ABOUT THIS EXERCISE. Only lines containing "opts" belong in the answer, each copied from the entries below.

======== RECORDS PROVIDED

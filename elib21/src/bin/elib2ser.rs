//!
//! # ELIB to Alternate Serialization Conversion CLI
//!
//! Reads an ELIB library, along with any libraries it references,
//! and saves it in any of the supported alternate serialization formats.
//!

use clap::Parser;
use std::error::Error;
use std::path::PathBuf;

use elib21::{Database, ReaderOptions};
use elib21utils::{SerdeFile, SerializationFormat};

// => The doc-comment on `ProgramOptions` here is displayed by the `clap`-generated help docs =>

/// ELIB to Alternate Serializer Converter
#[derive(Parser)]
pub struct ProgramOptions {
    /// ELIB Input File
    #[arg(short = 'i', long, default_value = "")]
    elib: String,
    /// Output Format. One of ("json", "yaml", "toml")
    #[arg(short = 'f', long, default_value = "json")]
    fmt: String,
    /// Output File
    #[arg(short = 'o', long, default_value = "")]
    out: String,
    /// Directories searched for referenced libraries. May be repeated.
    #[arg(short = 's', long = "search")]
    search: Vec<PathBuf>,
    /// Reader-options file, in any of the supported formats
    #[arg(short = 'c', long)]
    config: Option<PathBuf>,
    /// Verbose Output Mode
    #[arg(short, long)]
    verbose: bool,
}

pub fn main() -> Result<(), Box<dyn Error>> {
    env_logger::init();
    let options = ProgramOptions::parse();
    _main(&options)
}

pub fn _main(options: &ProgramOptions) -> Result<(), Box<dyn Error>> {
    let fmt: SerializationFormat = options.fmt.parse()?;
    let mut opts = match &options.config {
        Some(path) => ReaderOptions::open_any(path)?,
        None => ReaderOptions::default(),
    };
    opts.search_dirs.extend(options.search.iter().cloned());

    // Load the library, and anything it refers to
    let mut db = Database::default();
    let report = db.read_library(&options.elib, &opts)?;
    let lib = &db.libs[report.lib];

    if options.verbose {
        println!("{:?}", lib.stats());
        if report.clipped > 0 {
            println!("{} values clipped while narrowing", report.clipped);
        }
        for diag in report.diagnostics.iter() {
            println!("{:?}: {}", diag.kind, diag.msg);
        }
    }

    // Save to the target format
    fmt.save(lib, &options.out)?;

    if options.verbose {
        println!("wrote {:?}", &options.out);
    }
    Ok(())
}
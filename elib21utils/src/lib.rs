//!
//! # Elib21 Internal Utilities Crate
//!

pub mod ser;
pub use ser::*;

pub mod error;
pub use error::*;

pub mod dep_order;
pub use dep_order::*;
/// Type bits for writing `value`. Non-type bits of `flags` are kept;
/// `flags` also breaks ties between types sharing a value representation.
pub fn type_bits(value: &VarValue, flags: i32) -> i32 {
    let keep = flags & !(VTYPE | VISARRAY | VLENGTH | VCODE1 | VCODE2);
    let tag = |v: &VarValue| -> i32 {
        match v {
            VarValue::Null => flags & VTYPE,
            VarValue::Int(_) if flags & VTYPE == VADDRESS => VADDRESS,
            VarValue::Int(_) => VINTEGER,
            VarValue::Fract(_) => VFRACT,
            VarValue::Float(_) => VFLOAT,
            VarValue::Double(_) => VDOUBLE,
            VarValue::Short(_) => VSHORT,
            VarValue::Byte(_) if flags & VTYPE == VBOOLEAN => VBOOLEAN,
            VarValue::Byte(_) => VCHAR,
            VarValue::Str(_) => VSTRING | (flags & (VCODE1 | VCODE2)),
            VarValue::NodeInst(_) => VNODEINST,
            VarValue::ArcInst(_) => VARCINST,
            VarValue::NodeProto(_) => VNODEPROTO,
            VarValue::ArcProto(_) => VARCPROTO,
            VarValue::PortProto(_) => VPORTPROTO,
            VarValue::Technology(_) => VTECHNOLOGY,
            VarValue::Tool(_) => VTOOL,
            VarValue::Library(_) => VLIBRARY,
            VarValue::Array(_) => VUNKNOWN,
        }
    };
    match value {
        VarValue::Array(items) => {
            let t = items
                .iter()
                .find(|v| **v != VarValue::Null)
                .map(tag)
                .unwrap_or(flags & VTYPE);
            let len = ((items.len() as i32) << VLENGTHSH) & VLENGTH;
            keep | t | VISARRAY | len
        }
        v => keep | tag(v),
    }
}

================

TASK RESULT.
    let mut opts = match &options.config {
    opts.search_dirs.extend(options.search.iter().cloned());
    let report = db.read_library(&options.elib, &opts)?;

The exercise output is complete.